Pemberian edukasi intensif tentang COVID-19 membuat orang menjadi patuh, dan mereka cenderung mengambil pilihan terbaik dengan mematuhi protokol kesehatan agar tetap sehat. Gareth percaya bahwa upaya serupa untuk kesadaran publik di seluruh tingkat masyarakat harus dilakukan tentang perlunya menjaga bumi dan isinya, dan untuk melihat bahaya nyata dari ‘darurat iklim’ yang lebih bahaya bagi dunia dibandingkan ‘darurat COVID-19’. Seperti yang dikatakan Gareth, “Tapi hal lain yang menurut saya sangat menarik selama 18 bulan terakhir adalah dampak COVID-19. Dalam masyarakat di seluruh dunia, jika diminta, orang ternyata bersedia untuk mengubah cara hidup mereka (agar terlindung dari paparan COVID-19), dan penting ketika kita pikirkan (dan terapkan hal ini) ke keadaan darurat iklim karena hal inilah yang lebih penting dan lebih mengancam dibanding COVID-19.”

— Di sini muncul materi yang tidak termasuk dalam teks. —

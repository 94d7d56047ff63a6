//! Error types for Horizon Tessera.

/// The main error type for Horizon Tessera operations.
///
/// Most negative outcomes in the toolkit (a vetoed close, a rejected resize,
/// an unknown action name in a binding) are ordinary boolean results. This
/// type covers API misuse and runtime failures that callers must handle.
#[derive(Debug, thiserror::Error)]
pub enum TesseraError {
    /// The event loop has already exited and cannot accept events.
    #[error("The event loop has already exited")]
    EventLoopExited,
    /// Timer-related error.
    #[error("Timer error: {0}")]
    Timer(#[from] TimerError),
    /// The widget ID is invalid or the widget has been destroyed.
    #[error("Invalid or destroyed widget ID")]
    InvalidWidget,
    /// The widget exists but is not a container.
    #[error("Widget is not a container")]
    NotAContainer,
    /// Attempted to add a widget into itself or one of its descendants.
    #[error("Cannot add a widget to itself or one of its descendants")]
    CircularParentage,
    /// The widget already belongs to a container.
    #[error("Widget already has a parent container")]
    AlreadyParented,
    /// The widget kind is not registered.
    #[error("Unknown widget kind '{0}'")]
    UnknownKind(String),
    /// A widget kind with this name has already been registered.
    #[error("Widget kind '{0}' is already registered")]
    DuplicateKind(String),
    /// The widget is not managed as a top-level window.
    #[error("Widget is not a managed window")]
    UnmanagedWindow,
    /// The workspace index does not exist.
    #[error("Workspace index {0} is out of range")]
    InvalidWorkspace(usize),
    /// I/O failure while talking to the terminal backend.
    #[error("Terminal I/O error: {0}")]
    Io(#[from] std::io::Error),
}

/// Timer-specific errors.
#[derive(Debug, Clone, PartialEq, Eq, thiserror::Error)]
pub enum TimerError {
    /// The timer ID is invalid or has already been removed.
    #[error("Invalid or expired timer ID")]
    InvalidTimerId,
}

/// A specialized Result type for Horizon Tessera operations.
pub type Result<T> = std::result::Result<T, TesseraError>;
//! Driving a [`WindowManager`] from an [`EventLoop`].

use std::time::Duration;

use tessera_core::logging::{span_names, targets};
use tessera_core::{ControlFlow, EventLoop, EventSender, Result, TesseraEvent, TimerId};
use tessera_render::{Backend, Size};

use crate::wm::WindowManager;

/// Couples the event loop, the window manager and a rendering backend.
///
/// Producer threads (terminal reader, child watcher) post
/// [`TesseraEvent`]s through [`sender`](Self::sender); each event is applied
/// to the window manager and a fresh frame is presented.
///
/// ```
/// use tessera::Toolkit;
/// use tessera::runtime::Runtime;
/// use tessera::wm::WindowManager;
/// use tessera_core::TesseraEvent;
/// use tessera_render::{MemoryBackend, Size};
///
/// let backend = MemoryBackend::new(Size::new(40, 10));
/// let wm = WindowManager::new(Toolkit::default(), Size::new(40, 10));
/// let mut runtime = Runtime::new(wm, backend.clone());
///
/// runtime.sender().send(TesseraEvent::Input(b"x".to_vec())).unwrap();
/// runtime.sender().send(TesseraEvent::Quit).unwrap();
/// runtime.run().unwrap();
/// assert_eq!(backend.frame_count(), 1);
/// ```
pub struct Runtime<B: Backend> {
    event_loop: EventLoop,
    wm: WindowManager,
    backend: B,
    escape_timer: Option<TimerId>,
}

impl<B: Backend> std::fmt::Debug for Runtime<B> {
    fn fmt(&self, f: &mut std::fmt::Formatter<'_>) -> std::fmt::Result {
        f.debug_struct("Runtime")
            .field("wm", &self.wm)
            .field("escape_timer", &self.escape_timer)
            .finish()
    }
}

impl<B: Backend> Runtime<B> {
    pub fn new(wm: WindowManager, backend: B) -> Self {
        Self {
            event_loop: EventLoop::new(),
            wm,
            backend,
            escape_timer: None,
        }
    }

    /// A handle other threads use to post events.
    pub fn sender(&self) -> EventSender {
        self.event_loop.sender()
    }

    pub fn wm(&self) -> &WindowManager {
        &self.wm
    }

    pub fn wm_mut(&mut self) -> &mut WindowManager {
        &mut self.wm
    }

    pub fn backend(&self) -> &B {
        &self.backend
    }

    /// Whether the escape-delay timer is armed.
    pub fn escape_pending(&self) -> bool {
        self.escape_timer.is_some()
    }

    /// Run until [`TesseraEvent::Quit`] arrives.
    ///
    /// Fails if the runtime has already been run to completion.
    pub fn run(&mut self) -> Result<()> {
        let Runtime {
            event_loop,
            wm,
            backend,
            escape_timer,
        } = self;
        event_loop.run(|lp, event| handle_event(lp, wm, backend, escape_timer, event))?;
        tracing::debug!(target: targets::EVENT_LOOP, "runtime stopped");
        Ok(())
    }

    /// Wait up to `timeout` for one event and handle it.
    ///
    /// Returns `None` if nothing arrived in time.
    pub fn step(&mut self, timeout: Option<Duration>) -> Option<ControlFlow> {
        let event = self.event_loop.next_event(timeout)?;
        if event == TesseraEvent::Quit {
            return Some(ControlFlow::Exit);
        }
        Some(handle_event(
            &mut self.event_loop,
            &mut self.wm,
            &mut self.backend,
            &mut self.escape_timer,
            event,
        ))
    }
}

fn handle_event<B: Backend>(
    event_loop: &mut EventLoop,
    wm: &mut WindowManager,
    backend: &mut B,
    escape_timer: &mut Option<TimerId>,
    event: TesseraEvent,
) -> ControlFlow {
    let _span = tracing::trace_span!(target: targets::EVENT_LOOP, span_names::EVENT_LOOP).entered();
    match event {
        TesseraEvent::Input(bytes) => {
            wm.process_input(&bytes);
            rearm_escape_timer(event_loop, wm, escape_timer);
        }
        TesseraEvent::Timer { id } if *escape_timer == Some(id) => {
            *escape_timer = None;
            wm.flush_input();
        }
        TesseraEvent::Timer { id } => {
            tracing::trace!(target: targets::EVENT_LOOP, ?id, "unhandled timer");
        }
        TesseraEvent::Mouse { event, x, y } => {
            if wm.toolkit().config().general().mouse {
                wm.process_click(event, x, y);
            }
        }
        TesseraEvent::Resize { width, height } => wm.set_screen_size(Size::new(width, height)),
        TesseraEvent::ChildExited { pid, status } => {
            wm.child_exited(pid, status);
        }
        TesseraEvent::Quit => return ControlFlow::Exit,
        TesseraEvent::WakeUp => {}
    }

    if let Err(err) = wm.present(backend) {
        tracing::warn!(target: targets::EVENT_LOOP, %err, "failed to present frame");
    }
    ControlFlow::Continue
}

/// Hold an ambiguous key prefix for at most the configured escape delay.
fn rearm_escape_timer(event_loop: &mut EventLoop, wm: &WindowManager, escape_timer: &mut Option<TimerId>) {
    if let Some(timer) = escape_timer.take() {
        // The timer may already have fired and been consumed.
        let _ = event_loop.stop_timer(timer);
    }
    if wm.has_pending_input() {
        let delay = wm.toolkit().config().general().escape_delay;
        *escape_timer = Some(event_loop.start_timer(delay));
    }
}

#[cfg(test)]
mod tests {
    use tessera_render::MemoryBackend;
    use tessera_style::StyleConfig;

    use super::*;
    use crate::toolkit::Toolkit;
    use crate::wm::InputMode;

    fn runtime(escape_delay_ms: u64) -> (Runtime<MemoryBackend>, MemoryBackend) {
        let backend = MemoryBackend::new(Size::new(40, 12));
        let config = StyleConfig::from_str(&format!("[general]\nescape_delay_ms = {escape_delay_ms}\n")).unwrap();
        let mut wm = WindowManager::new(Toolkit::init(config), Size::new(40, 12));
        let window = wm.tree_mut().new_window("Main");
        wm.new_window(window).unwrap();
        (Runtime::new(wm, backend.clone()), backend)
    }

    #[test]
    fn test_lone_escape_is_flushed_by_timer() {
        let (mut rt, backend) = runtime(5);
        rt.wm_mut().start_move();
        rt.sender().send(TesseraEvent::Input(b"\x1b".to_vec())).unwrap();

        assert_eq!(rt.step(Some(Duration::from_secs(1))), Some(ControlFlow::Continue));
        assert!(rt.escape_pending());
        assert!(matches!(rt.wm().mode(), InputMode::Move { .. }));

        assert_eq!(rt.step(Some(Duration::from_secs(1))), Some(ControlFlow::Continue));
        assert!(!rt.escape_pending());
        assert!(rt.wm().mode().is_normal());
        assert_eq!(backend.frame_count(), 2);
    }

    #[test]
    fn test_complete_sequence_cancels_timer() {
        let (mut rt, _) = runtime(60_000);
        rt.sender().send(TesseraEvent::Input(b"\x1b".to_vec())).unwrap();
        rt.step(Some(Duration::from_secs(1)));
        assert!(rt.escape_pending());
        rt.sender().send(TesseraEvent::Input(b"m".to_vec())).unwrap();
        rt.step(Some(Duration::from_secs(1)));
        assert!(!rt.escape_pending());
        assert!(matches!(rt.wm().mode(), InputMode::Move { .. }));
    }

    #[test]
    fn test_child_exit_and_resize_events() {
        let (mut rt, backend) = runtime(25);
        rt.wm_mut().wait_on_child(3);
        let sender = rt.sender();
        sender.send(TesseraEvent::ChildExited { pid: 3, status: 0 }).unwrap();
        sender.send(TesseraEvent::Resize { width: 20, height: 6 }).unwrap();
        sender.send(TesseraEvent::Quit).unwrap();
        rt.run().unwrap();

        assert!(rt.wm().mode().is_normal());
        assert_eq!(rt.wm().screen_size(), Size::new(20, 6));
        assert_eq!(backend.last_frame().unwrap().size(), Size::new(20, 6));
    }

    #[test]
    fn test_step_reports_quit() {
        let (mut rt, _) = runtime(25);
        rt.sender().send(TesseraEvent::Quit).unwrap();
        assert_eq!(rt.step(Some(Duration::from_millis(10))), Some(ControlFlow::Exit));
        assert_eq!(rt.step(Some(Duration::from_millis(10))), None);
    }
}
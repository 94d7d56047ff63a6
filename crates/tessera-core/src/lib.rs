//! Core systems for Horizon Tessera.
//!
//! This crate carries the pieces of the toolkit that know nothing about
//! widgets or terminals:
//!
//! - [`EventLoop`] - the single blocking wait between events
//! - [`Signal`] and [`VetoSignal`] - observer notification and confirmation hooks
//! - [`TimerManager`] - one-shot and repeating timers
//! - [`TesseraError`] - the shared error type
//! - [`logging`] - tracing targets and tree-dump formatting options

pub mod error;
pub mod event;
pub mod event_loop;
pub mod logging;
pub mod signal;
pub mod timer;

pub use error::{Result, TesseraError, TimerError};
pub use event::{EventPriority, MouseEvent, TesseraEvent};
pub use event_loop::{ControlFlow, EventLoop, EventSender};
pub use logging::{PerfSpan, TreeFormatOptions, TreeStyle};
pub use signal::{ConnectionGuard, ConnectionId, Signal, VetoSignal};
pub use timer::{TimerId, TimerKind, TimerManager};
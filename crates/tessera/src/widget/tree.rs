//! The widget arena.
//!
//! [`WidgetTree`] owns every widget value together with its
//! [`WidgetBase`], the per-kind binding registry for widget kinds, and the
//! focus chains of root boxes. Hooks are dispatched by temporarily taking
//! the widget value out of its slot, so a hook can freely call back into the
//! tree for its children.

use std::collections::VecDeque;

use slotmap::{SecondaryMap, SlotMap};
use tessera_core::logging::targets;
use tessera_core::{MouseEvent, Result, TesseraError};
use tessera_render::{CellStyle, Point, Size, Surface};
use tessera_style::ColorRole;

use super::base::WidgetBase;
use super::box_widget::BoxWidget;
use super::flags::WidgetFlags;
use super::focus::FocusChain;
use super::kinds::{self, BuiltinKinds};
use super::label::Label;
use super::traits::Widget;
use super::window::Window;
use super::WidgetId;
use crate::binding::{ActionHost, ActionParam, ClassInit, KindId, KindRegistry};
use crate::toolkit::Toolkit;

pub(crate) struct WidgetSlot {
    pub(crate) base: WidgetBase,
    widget: Option<Box<dyn Widget>>,
}

/// Work a widget asks its owner (normally the window manager) to do.
///
/// Widgets queue requests from inside action callbacks; the owner drains
/// them after each dispatch.
#[derive(Debug, Clone, Copy, PartialEq, Eq)]
pub enum TreeRequest {
    /// Close the top-level window.
    CloseWindow(WidgetId),
    /// Pop up `menu` on behalf of `owner`.
    ShowMenu { owner: WidgetId, menu: WidgetId },
    /// Dismiss the active popup menu.
    DismissMenu,
    /// A top-level widget was destroyed and must be forgotten.
    Released(WidgetId),
    /// A context menu was requested for a widget.
    ContextMenu(WidgetId),
}

/// Arena of widgets plus the binding registry of widget kinds.
pub struct WidgetTree {
    toolkit: Toolkit,
    kinds: KindRegistry<WidgetTree>,
    builtin: BuiltinKinds,
    slots: SlotMap<WidgetId, WidgetSlot>,
    pub(crate) focus_chains: SecondaryMap<WidgetId, FocusChain>,
    pub(crate) menus: SecondaryMap<WidgetId, WidgetId>,
    requests: VecDeque<TreeRequest>,
}

impl ActionHost for WidgetTree {
    type Target = WidgetId;
}

impl std::fmt::Debug for WidgetTree {
    fn fmt(&self, f: &mut std::fmt::Formatter<'_>) -> std::fmt::Result {
        f.debug_struct("WidgetTree")
            .field("widgets", &self.slots.len())
            .field("kinds", &self.kinds)
            .field("pending_requests", &self.requests.len())
            .finish()
    }
}
//! Models for rectangular and polar coordinate systems used to model CIE-Lab,
//! CIE-Lch, Oklab and Oklch.

use crate::{
    color::{Component, Components},
    math::{normalize_hue, transform, transform_3x3, Transform},
    models::{
        rgb::{Srgb, SrgbLinear},
        xyz::{ToXyz, XyzD65, D65_WHITE_POINT},
    },
};

mod space {
    use crate::color::Component;

    pub trait Space {
        /// Chroma at or below which a color has no meaningful hue.
        const ACHROMATIC_CHROMA: Component;
    }

    #[derive(Clone, Copy, Debug, PartialEq)]
    pub struct Lab;
    impl Space for Lab {
        const ACHROMATIC_CHROMA: Component = 1e-4;
    }

    #[derive(Clone, Copy, Debug, PartialEq)]
    pub struct Oklab;
    impl Space for Oklab {
        const ACHROMATIC_CHROMA: Component = 1e-6;
    }
}

chromawheel_macros::gen_model! {
    /// The model for a color specified in the rectangular orthogonal form.
    pub struct Rectangular<S: space::Space> {
        /// The lightness component.
        lightness: Component,
        /// The a component.
        a: Component,
        /// The b component.
        b: Component,
    }
}

impl<S: space::Space> Rectangular<S> {
    /// Convert this orthogonal rectangular model into its cylindrical polar
    /// form. The hue of an achromatic color is 0.
    pub fn to_polar(&self) -> Polar<S> {
        let chroma = self.a.hypot(self.b);
        // The sRGB white point leaves grays with a tiny residual a/b.
        let hue = if chroma <= S::ACHROMATIC_CHROMA {
            0.0
        } else {
            normalize_hue(self.b.atan2(self.a).to_degrees())
        };

        Polar::new(self.lightness, chroma, hue)
    }

    /// The euclidean distance to another color in the same space.
    pub fn distance(&self, other: &Self) -> Component {
        (self.to_components() - other.to_components()).length()
    }
}

chromawheel_macros::gen_model! {
    /// The model for a color specified in the cylindrical polar form.
    pub struct Polar<S: space::Space> {
        /// The lightness component.
        lightness: Component,
        /// The chroma component.
        chroma: Component,
        /// The hue component, in degrees `[0, 360)`.
        hue: Component,
    }
}

impl<S: space::Space> Polar<S> {
    /// Convert this cylindrical polar model into its orthogonal rectangular
    /// form.
    pub fn to_rectangular(&self) -> Rectangular<S> {
        let hue = self.hue.to_radians();
        let a = self.chroma * hue.cos();
        let b = self.chroma * hue.sin();

        Rectangular::new(self.lightness, a, b)
    }
}

/// The model for a color specified in the CIE-Lab color space with the
/// rectangular orthogonal form.
pub type Lab = Rectangular<space::Lab>;

/// The model for a color specified in the CIE-Lab color space with the
/// cylindrical polar form.
pub type Lch = Polar<space::Lab>;

impl From<XyzD65> for Lab {
    fn from(value: XyzD65) -> Self {
        const DELTA: Component = 6.0 / 29.0;

        fn f(t: Component) -> Component {
            if t > DELTA * DELTA * DELTA {
                t.cbrt()
            } else {
                t / (3.0 * DELTA * DELTA) + 4.0 / 29.0
            }
        }

        let Components(f0, f1, f2) = Components(
            value.x / D65_WHITE_POINT.0,
            value.y / D65_WHITE_POINT.1,
            value.z / D65_WHITE_POINT.2,
        )
        .map(f);

        let lightness = 116.0 * f1 - 16.0;
        let a = 500.0 * (f0 - f1);
        let b = 200.0 * (f1 - f2);

        Lab::new(lightness, a, b)
    }
}

impl Lab {
    /// The CIE76 color difference.
    pub fn delta_e76(&self, other: &Lab) -> Component {
        self.distance(other)
    }
}

/// The model for a color specified in the oklab color space with the
/// rectangular orthogonal form.
pub type Oklab = Rectangular<space::Oklab>;

/// The model for a color specified in the oklab color space with the
/// cylindrical polar form.
pub type Oklch = Polar<space::Oklab>;

impl From<SrgbLinear> for Oklab {
    fn from(value: SrgbLinear) -> Self {
        #[rustfmt::skip]
        #[allow(clippy::excessive_precision)]
        const LINEAR_TO_LMS: Transform = transform_3x3(
            0.4122214708, 0.2119034982, 0.0883024619,
            0.5363325363, 0.6806995451, 0.2817188376,
            0.0514459929, 0.1073969566, 0.6299787005,
        );

        #[rustfmt::skip]
        #[allow(clippy::excessive_precision)]
        const LMS_TO_OKLAB: Transform = transform_3x3(
             0.2104542553,  1.9779984951,  0.0259040371,
             0.7936177850, -2.4285922050,  0.7827717662,
            -0.0040720468,  0.4505937099, -0.8086757660,
        );

        let lms = transform(&LINEAR_TO_LMS, value.to_components());
        let lms = lms.map(|v| v.cbrt());
        transform(&LMS_TO_OKLAB, lms).into()
    }
}

impl Oklab {
    /// The deltaE OK color difference.
    pub fn delta_eok(&self, other: &Oklab) -> Component {
        self.distance(other)
    }
}

impl Srgb {
    /// Convert to CIE-Lab (D65).
    pub fn to_lab(&self) -> Lab {
        Lab::from(self.to_xyz())
    }

    /// Convert to Oklab.
    pub fn to_oklab(&self) -> Oklab {
        Oklab::from(self.to_linear_light())
    }
}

Belajar dari negara lain sangat penting dan saat ini, Skotlandia menjadi contoh terkait energi terbarukan, khususnya energi angin melimpah yang dimilikinya. Bahkan tahun lalu 97 persen permintaan listrik di Skotlandia berasal dari energi terbarukan. Selain kita, kita perlu terus berpikir tentang efisiensi dan untuk tidak menggunakan energi secara boros.